Riedel’s thyroiditis is a rare form of thyroiditis. Estimated prevalence is 1.06/100,000 population and is reported in 0.05% of thyroidectomy specimens. It has 38% association with systemic fibrotic conditions. We retrospectively reviewed 6 cases of Riedel’s thyroiditis at a tertiary care centre in south India, from 2011 through 2019 with special emphasis on demography, clinical presentation, workup, management, intraoperative findings, postoperative outcomes and follow up. There were 4 females and 2 males of which we reported a rare presentation in paediatric age group which was probably never reported before. Presenting symptoms included dysphagia and compressive symptoms in neck. 5 out of 6 cases underwent surgical management- 4 total thyroidectomy and 1 hemithyroidectomy. Postoperative complications noted were temporary hypoparathyroidism, unilateral vocal cord palsy and temporary bilateral vocal cord palsy One case was medically managed with oral corticosteroids.

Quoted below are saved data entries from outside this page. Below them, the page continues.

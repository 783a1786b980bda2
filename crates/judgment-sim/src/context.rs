//! Per-frame state threaded through the combat systems.
//!
//! The engine owns everything here; a `FrameContext` only borrows it for the
//! duration of one tick so systems never reach for global state.

use hecs::Entity;
use rand_chacha::ChaCha8Rng;

use judgment_core::config::{CombatConfig, EffectTable};
use judgment_core::events::CombatEvent;

use crate::drop_table::DropTable;
use crate::score::ScoreLedger;
use crate::systems::effects::Indicator;
use crate::world_setup::IdAllocator;

pub struct FrameContext<'a> {
    /// Clock reading captured once at the start of the frame.
    pub now_ms: u64,
    pub difficulty: f64,
    pub config: &'a CombatConfig,
    pub effects: &'a EffectTable,
    pub drops: &'a DropTable,
    pub rng: &'a mut ChaCha8Rng,
    pub ids: &'a mut IdAllocator,
    pub score: &'a mut ScoreLedger,
    pub events: &'a mut Vec<CombatEvent>,
    /// Entities marked `Dead` this frame, despawned by cleanup.
    pub despawn: &'a mut Vec<Entity>,
    pub indicators: &'a mut Vec<Indicator>,
}
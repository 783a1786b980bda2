//! Entity death and removal.
//!
//! Removal is mark-and-sweep: an entity gets a `Dead` marker, every system
//! skips marked entities, and cleanup despawns them at the end of the frame.
//! The marker also makes `destroy` idempotent: the first call wins.

use hecs::{Entity, World};
use tracing::debug;

use judgment_core::components::{CombatStats, Dead, EntityId, Player};
use judgment_core::events::CombatEvent;

use crate::context::FrameContext;
use crate::world_setup;

/// True if the entity is gone or already marked for removal.
pub fn is_gone(world: &World, entity: Entity) -> bool {
    !world.contains(entity) || world.get::<&Dead>(entity).is_ok()
}

/// Mark an entity for removal without any combat side effects.
/// Returns false if it was already gone; that is not an error.
pub fn remove(world: &mut World, despawn: &mut Vec<Entity>, entity: Entity) -> bool {
    if is_gone(world, entity) {
        return false;
    }
    if world.insert_one(entity, Dead).is_err() {
        return false;
    }
    despawn.push(entity);
    true
}

/// Kill a combatant: award its points, roll for a drop, and remove it.
///
/// Safe to call more than once for the same death; only the first call has
/// any effect. Returns whether this call did the work.
pub fn destroy(
    world: &mut World,
    ctx: &mut FrameContext,
    entity: Entity,
    killer: Option<EntityId>,
) -> bool {
    if is_gone(world, entity) {
        return false;
    }

    let Ok(id) = world.get::<&EntityId>(entity).map(|id| *id) else {
        return false;
    };
    let Ok((points, class)) = world
        .get::<&CombatStats>(entity)
        .map(|stats| (stats.points, stats.class))
    else {
        return false;
    };
    let is_player = world.get::<&Player>(entity).is_ok();

    if !remove(world, ctx.despawn, entity) {
        return false;
    }

    if !is_player {
        ctx.score.award(points);
    }
    debug!(entity = id.0, points, score = ctx.score.score, "entity destroyed");
    ctx.events.push(CombatEvent::Destroyed {
        entity: id,
        class,
        points,
        killer,
    });

    // A dead player ends the run; nothing drops for it.
    if !is_player {
        if let Some(kind) = ctx.drops.roll(ctx.difficulty, ctx.rng) {
            let position = world_setup::random_drop_position(ctx.rng, ctx.config);
            world_setup::spawn_power_up(world, ctx.ids, kind, position);
            debug!(?kind, x = position.x, y = position.y, "power-up dropped");
            ctx.events.push(CombatEvent::PowerUpDropped { kind, position });
        }
    }
    true
}

/// Resolve a projectile owner to a live entity id, if it still exists.
pub fn resolve_owner(world: &World, owner: EntityId) -> Option<EntityId> {
    let mut query = world.query::<(&EntityId, Option<&Dead>)>();
    query
        .iter()
        .find(|(_, (id, dead))| **id == owner && dead.is_none())
        .map(|(_, (id, _))| *id)
}
//! Power-up effects and timed status effects.
//!
//! Timed effects live in the target's `StatusEffects` list as
//! `{kind, expires_at_ms, restore}` entries. Picking up the same effect again
//! resets its expiry instead of stacking. The expiry sweep runs once per
//! frame and reverts whatever the effect changed.

use hecs::{Entity, World};
use tracing::debug;

use judgment_core::components::{ActiveEffect, CombatStats, Dead, StatusEffects};
use judgment_core::config::EffectSpec;
use judgment_core::enums::{EffectKind, PowerUpKind};
use judgment_core::events::CombatEvent;

use crate::context::FrameContext;
use crate::systems::combat;

/// Cosmetic on-screen indicator. Has no bearing on when effects expire.
#[derive(Debug, Clone, Copy, PartialEq)]
pub struct Indicator {
    pub kind: PowerUpKind,
    pub expires_at_ms: u64,
    /// Pickup banner rather than an effect countdown.
    pub banner: bool,
}

/// Apply a power-up to `stats`. Returns the timed effect it started or
/// refreshed, if any.
pub fn apply_effect(
    stats: &mut CombatStats,
    effects: &mut StatusEffects,
    spec: &EffectSpec,
    max_armor: i32,
    now_ms: u64,
) -> Option<EffectKind> {
    let expires_at_ms = now_ms + spec.duration_ms;
    match spec.kind {
        PowerUpKind::HealSoft | PowerUpKind::HealFull => {
            combat::heal(stats, spec.amount);
            None
        }
        PowerUpKind::ShieldBoost => {
            stats.shield = stats.max_shield;
            None
        }
        PowerUpKind::DoubleShot => {
            stats.double_shot = true;
            schedule(effects, EffectKind::DoubleShot, expires_at_ms, None);
            Some(EffectKind::DoubleShot)
        }
        PowerUpKind::Immunity => {
            stats.immunity = true;
            schedule(effects, EffectKind::Immunity, expires_at_ms, None);
            Some(EffectKind::Immunity)
        }
        PowerUpKind::RapidFire => {
            // A refresh keeps the pre-boost rate so the cut is never compounded.
            let base = effects
                .get(EffectKind::RapidFire)
                .and_then(|e| e.restore)
                .unwrap_or(stats.fire_rate);
            let percent = u64::from(spec.amount.clamp(1, 100) as u32);
            stats.fire_rate = ((u64::from(base) * percent) / 100).max(1) as u32;
            stats.rapid_fire = true;
            schedule(effects, EffectKind::RapidFire, expires_at_ms, Some(base));
            Some(EffectKind::RapidFire)
        }
        PowerUpKind::ArmorBoost => {
            if stats.armor < max_armor {
                stats.armor = (stats.armor + spec.amount).min(max_armor);
            }
            None
        }
        PowerUpKind::DamageBoost => {
            stats.attack += spec.amount;
            None
        }
    }
}

fn schedule(
    effects: &mut StatusEffects,
    kind: EffectKind,
    expires_at_ms: u64,
    restore: Option<u32>,
) {
    if let Some(existing) = effects.active.iter_mut().find(|e| e.kind == kind) {
        existing.expires_at_ms = expires_at_ms;
        existing.restore = existing.restore.or(restore);
        return;
    }
    effects.active.push(ActiveEffect {
        kind,
        expires_at_ms,
        restore,
    });
}

/// Revert every effect that has expired at `now_ms`.
pub fn expire(
    stats: &mut CombatStats,
    effects: &mut StatusEffects,
    now_ms: u64,
) -> Vec<EffectKind> {
    let mut expired = Vec::new();
    effects.active.retain(|effect| {
        if now_ms < effect.expires_at_ms {
            return true;
        }
        match effect.kind {
            EffectKind::DoubleShot => stats.double_shot = false,
            EffectKind::Immunity => stats.immunity = false,
            EffectKind::RapidFire => {
                stats.rapid_fire = false;
                if let Some(rate) = effect.restore {
                    stats.fire_rate = rate;
                }
            }
        }
        expired.push(effect.kind);
        false
    });
    expired
}

/// Apply a collected power-up to `target` and queue its indicators.
pub fn apply_powerup(
    world: &mut World,
    ctx: &mut FrameContext,
    target: Entity,
    kind: PowerUpKind,
) {
    let Ok((stats, effects)) =
        world.query_one_mut::<(&mut CombatStats, &mut StatusEffects)>(target)
    else {
        return;
    };

    let spec = *ctx.effects.get(kind);
    let started = apply_effect(stats, effects, &spec, ctx.config.max_armor, ctx.now_ms);
    debug!(?kind, health = stats.health, armor = stats.armor, "power-up applied");

    ctx.indicators.push(Indicator {
        kind,
        expires_at_ms: ctx.now_ms + ctx.config.pickup_banner_ms,
        banner: true,
    });
    if started.is_some() {
        let expires_at_ms = ctx.now_ms + spec.duration_ms;
        // One countdown per kind; a refresh replaces the old one.
        ctx.indicators.retain(|i| i.banner || i.kind != kind);
        ctx.indicators.push(Indicator {
            kind,
            expires_at_ms,
            banner: false,
        });
    }
}

/// Expiry sweep over every live entity, plus indicator expiry.
pub fn run(world: &mut World, ctx: &mut FrameContext) {
    for (_entity, (stats, effects, dead)) in
        world.query_mut::<(&mut CombatStats, &mut StatusEffects, Option<&Dead>)>()
    {
        if dead.is_some() || effects.active.is_empty() {
            continue;
        }
        for kind in expire(stats, effects, ctx.now_ms) {
            debug!(?kind, "status effect expired");
            ctx.events.push(CombatEvent::EffectExpired { kind });
        }
    }

    let now_ms = ctx.now_ms;
    ctx.indicators.retain(|i| i.expires_at_ms > now_ms);
}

There was no evidence of extra cervical fibrosis on follow up in all patients. There was no cause-specific mortality, and the fibrotic process stabilized or resolved in all patients. Riedel’s thyroiditis is a fibroinflammatory disorder presenting with compressive symptoms mandating surgical intervention mainly decompression in the form of isthmectomy. However since extensive interventions are associated with complications it is less favoured approach. Long term follow up of these cases are necessary for detecting evidence of extra cervical fibrosis.